(DATASET ENTRIES Opens)

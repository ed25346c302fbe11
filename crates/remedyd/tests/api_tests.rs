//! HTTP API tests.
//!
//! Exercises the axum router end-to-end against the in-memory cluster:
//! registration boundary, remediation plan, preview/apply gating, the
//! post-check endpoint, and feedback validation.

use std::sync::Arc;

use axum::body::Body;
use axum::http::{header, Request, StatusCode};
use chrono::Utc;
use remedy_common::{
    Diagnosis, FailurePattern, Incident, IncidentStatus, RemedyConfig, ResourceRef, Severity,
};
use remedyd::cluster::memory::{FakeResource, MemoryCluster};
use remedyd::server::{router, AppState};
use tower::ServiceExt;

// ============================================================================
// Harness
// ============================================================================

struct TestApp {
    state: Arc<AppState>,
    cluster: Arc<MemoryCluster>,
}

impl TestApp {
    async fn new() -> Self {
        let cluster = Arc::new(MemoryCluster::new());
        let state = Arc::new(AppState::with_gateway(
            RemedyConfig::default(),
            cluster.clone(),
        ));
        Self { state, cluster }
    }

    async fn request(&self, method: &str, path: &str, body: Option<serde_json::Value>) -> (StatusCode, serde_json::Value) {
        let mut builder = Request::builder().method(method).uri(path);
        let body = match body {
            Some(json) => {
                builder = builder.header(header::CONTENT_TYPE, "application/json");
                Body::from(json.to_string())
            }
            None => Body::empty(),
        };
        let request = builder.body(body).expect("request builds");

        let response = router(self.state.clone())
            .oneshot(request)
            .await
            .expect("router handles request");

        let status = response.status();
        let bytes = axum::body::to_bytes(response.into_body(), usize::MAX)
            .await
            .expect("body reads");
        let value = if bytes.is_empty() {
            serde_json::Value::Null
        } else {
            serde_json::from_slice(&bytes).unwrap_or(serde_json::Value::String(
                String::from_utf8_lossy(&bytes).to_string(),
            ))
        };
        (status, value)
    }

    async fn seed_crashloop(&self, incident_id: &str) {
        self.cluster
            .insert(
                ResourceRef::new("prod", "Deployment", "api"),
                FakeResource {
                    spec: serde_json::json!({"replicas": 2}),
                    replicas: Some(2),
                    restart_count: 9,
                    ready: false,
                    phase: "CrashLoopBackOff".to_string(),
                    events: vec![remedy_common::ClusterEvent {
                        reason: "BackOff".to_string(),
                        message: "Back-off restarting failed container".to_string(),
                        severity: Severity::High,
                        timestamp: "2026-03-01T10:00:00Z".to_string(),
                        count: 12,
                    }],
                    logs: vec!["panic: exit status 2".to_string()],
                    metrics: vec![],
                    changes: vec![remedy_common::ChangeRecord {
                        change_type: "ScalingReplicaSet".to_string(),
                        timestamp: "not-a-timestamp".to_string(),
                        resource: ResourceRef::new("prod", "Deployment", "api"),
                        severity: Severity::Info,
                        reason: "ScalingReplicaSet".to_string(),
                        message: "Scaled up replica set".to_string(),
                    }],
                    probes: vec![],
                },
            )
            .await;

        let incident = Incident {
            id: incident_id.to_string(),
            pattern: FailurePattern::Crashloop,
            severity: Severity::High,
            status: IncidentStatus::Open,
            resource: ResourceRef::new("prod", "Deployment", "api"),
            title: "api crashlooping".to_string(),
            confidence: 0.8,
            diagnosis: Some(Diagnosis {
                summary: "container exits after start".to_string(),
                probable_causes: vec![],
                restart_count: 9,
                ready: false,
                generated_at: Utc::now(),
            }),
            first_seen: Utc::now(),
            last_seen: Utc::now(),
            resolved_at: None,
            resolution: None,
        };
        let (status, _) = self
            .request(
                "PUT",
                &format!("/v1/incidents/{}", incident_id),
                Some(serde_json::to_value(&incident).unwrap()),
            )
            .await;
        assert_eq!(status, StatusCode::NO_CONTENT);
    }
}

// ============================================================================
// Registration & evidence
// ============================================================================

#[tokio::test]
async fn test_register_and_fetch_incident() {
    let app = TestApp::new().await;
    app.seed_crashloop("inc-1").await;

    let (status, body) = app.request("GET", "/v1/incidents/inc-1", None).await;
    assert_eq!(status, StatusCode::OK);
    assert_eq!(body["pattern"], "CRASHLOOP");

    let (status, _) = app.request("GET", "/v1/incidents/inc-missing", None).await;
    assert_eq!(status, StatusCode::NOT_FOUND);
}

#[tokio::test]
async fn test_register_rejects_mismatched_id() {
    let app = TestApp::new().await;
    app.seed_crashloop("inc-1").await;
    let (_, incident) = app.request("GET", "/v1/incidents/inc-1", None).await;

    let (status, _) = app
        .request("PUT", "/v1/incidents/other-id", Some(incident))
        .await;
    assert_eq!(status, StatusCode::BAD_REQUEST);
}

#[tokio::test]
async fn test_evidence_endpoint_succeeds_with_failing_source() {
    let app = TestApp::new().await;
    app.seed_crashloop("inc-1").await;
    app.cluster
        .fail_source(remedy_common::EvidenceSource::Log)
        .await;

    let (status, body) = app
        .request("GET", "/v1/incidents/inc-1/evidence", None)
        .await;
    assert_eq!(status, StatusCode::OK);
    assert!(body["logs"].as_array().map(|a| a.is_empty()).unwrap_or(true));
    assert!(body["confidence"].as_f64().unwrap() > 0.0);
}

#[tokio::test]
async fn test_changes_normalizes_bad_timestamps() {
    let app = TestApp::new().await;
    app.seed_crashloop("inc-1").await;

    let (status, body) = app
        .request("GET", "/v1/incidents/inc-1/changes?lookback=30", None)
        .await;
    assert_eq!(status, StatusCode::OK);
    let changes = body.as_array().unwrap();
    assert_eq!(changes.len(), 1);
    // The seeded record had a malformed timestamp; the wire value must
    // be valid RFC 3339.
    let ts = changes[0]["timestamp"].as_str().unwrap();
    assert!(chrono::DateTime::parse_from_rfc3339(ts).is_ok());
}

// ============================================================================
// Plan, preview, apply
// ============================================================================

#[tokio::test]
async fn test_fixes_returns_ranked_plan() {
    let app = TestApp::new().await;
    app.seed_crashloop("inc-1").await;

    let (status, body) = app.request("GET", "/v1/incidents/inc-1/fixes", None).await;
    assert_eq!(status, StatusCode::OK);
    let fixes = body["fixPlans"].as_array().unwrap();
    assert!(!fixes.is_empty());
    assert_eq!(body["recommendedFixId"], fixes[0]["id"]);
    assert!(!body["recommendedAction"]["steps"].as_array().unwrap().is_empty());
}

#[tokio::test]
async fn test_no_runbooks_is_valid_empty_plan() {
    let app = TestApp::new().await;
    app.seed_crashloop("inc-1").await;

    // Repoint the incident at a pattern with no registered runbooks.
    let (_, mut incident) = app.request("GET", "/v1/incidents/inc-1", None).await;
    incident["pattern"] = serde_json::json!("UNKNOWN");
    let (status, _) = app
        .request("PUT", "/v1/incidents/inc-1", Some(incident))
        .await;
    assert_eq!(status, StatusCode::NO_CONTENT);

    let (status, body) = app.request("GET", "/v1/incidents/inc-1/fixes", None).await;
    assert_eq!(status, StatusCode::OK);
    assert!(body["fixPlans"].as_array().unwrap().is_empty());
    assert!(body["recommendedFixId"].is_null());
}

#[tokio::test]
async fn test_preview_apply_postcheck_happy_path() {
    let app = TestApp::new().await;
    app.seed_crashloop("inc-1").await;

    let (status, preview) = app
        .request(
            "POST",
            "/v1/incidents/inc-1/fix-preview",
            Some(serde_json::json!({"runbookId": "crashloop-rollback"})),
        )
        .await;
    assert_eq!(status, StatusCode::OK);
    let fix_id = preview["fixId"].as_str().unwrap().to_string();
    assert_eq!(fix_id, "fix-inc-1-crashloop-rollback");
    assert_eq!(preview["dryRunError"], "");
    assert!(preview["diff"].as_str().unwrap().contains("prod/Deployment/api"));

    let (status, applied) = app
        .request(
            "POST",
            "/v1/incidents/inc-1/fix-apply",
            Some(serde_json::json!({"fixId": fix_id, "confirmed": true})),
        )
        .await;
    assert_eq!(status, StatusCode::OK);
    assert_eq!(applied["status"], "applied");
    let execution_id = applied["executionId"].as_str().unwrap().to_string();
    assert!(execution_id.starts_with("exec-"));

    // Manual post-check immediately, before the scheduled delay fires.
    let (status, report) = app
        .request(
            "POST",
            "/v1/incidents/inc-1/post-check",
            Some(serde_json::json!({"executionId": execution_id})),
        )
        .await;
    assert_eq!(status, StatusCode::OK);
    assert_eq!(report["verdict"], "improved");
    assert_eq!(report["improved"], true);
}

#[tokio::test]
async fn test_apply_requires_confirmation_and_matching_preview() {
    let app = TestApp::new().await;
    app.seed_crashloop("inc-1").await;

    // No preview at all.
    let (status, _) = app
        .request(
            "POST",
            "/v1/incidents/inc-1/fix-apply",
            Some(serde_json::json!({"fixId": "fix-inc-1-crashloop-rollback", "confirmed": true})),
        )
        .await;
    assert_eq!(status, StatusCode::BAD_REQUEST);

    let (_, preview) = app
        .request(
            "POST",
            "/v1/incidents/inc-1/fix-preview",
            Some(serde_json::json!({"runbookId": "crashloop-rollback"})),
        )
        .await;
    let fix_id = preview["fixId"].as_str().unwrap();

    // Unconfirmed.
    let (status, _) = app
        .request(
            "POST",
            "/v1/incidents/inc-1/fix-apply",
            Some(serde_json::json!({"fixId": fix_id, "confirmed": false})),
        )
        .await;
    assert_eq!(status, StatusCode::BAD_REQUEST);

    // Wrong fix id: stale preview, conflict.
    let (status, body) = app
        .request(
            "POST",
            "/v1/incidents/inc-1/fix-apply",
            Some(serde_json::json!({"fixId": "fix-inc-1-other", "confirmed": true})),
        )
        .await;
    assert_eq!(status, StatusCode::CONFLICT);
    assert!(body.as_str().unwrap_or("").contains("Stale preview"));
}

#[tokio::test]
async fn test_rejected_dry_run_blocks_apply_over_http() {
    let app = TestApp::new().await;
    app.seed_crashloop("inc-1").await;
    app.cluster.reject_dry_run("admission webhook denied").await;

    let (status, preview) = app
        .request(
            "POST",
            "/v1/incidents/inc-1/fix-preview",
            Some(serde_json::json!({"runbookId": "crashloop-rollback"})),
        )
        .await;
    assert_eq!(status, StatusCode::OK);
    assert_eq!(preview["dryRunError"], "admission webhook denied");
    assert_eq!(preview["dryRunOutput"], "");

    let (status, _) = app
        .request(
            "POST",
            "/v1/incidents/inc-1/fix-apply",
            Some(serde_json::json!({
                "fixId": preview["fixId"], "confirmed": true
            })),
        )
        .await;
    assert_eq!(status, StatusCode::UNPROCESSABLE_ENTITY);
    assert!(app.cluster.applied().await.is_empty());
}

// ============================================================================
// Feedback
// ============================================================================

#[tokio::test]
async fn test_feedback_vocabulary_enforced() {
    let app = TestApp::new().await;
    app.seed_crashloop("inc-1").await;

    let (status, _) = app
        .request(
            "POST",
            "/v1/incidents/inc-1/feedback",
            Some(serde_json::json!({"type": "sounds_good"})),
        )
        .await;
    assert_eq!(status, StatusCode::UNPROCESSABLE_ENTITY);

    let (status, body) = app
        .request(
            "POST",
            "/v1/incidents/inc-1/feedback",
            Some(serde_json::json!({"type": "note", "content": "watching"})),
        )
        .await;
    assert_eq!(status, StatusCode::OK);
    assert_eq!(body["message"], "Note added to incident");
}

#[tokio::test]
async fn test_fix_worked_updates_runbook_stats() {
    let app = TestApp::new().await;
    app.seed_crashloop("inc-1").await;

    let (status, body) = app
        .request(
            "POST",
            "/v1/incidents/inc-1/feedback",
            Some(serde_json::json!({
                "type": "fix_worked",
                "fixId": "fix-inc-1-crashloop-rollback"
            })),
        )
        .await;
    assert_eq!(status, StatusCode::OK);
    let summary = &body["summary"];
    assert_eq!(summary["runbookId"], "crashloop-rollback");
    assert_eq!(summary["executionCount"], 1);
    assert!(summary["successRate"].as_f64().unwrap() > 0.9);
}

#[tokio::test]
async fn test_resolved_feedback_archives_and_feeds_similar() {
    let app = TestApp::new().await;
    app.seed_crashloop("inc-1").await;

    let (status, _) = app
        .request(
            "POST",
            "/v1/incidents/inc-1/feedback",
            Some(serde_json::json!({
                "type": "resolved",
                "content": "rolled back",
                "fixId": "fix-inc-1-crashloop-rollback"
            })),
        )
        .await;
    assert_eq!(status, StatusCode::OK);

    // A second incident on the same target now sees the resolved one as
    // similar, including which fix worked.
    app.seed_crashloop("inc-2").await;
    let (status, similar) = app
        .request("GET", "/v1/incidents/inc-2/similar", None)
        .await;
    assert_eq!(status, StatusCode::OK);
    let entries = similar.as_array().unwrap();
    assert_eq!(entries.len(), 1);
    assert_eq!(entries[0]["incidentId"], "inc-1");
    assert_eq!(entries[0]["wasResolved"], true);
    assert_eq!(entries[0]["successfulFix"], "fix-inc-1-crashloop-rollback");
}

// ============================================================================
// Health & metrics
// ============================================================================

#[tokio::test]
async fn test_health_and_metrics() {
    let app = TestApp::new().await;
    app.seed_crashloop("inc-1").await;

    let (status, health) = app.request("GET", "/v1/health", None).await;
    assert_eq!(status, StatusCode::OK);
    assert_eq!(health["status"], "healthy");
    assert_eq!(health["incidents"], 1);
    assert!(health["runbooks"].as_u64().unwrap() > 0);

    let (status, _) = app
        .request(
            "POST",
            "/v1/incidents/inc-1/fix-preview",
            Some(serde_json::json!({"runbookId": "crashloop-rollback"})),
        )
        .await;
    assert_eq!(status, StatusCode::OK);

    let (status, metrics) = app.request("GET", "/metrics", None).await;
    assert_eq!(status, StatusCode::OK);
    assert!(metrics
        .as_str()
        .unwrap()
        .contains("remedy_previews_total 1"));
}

(DATASET ENTRIES Closes)

EXERCISE DIRECTIONS: Go through the data above and find the lines with the word "AppState". Copy each of those lines.

RESULT BELOW:
use remedyd::server::{router, AppState};
    state: Arc<AppState>,
        let state = Arc::new(AppState::with_gateway(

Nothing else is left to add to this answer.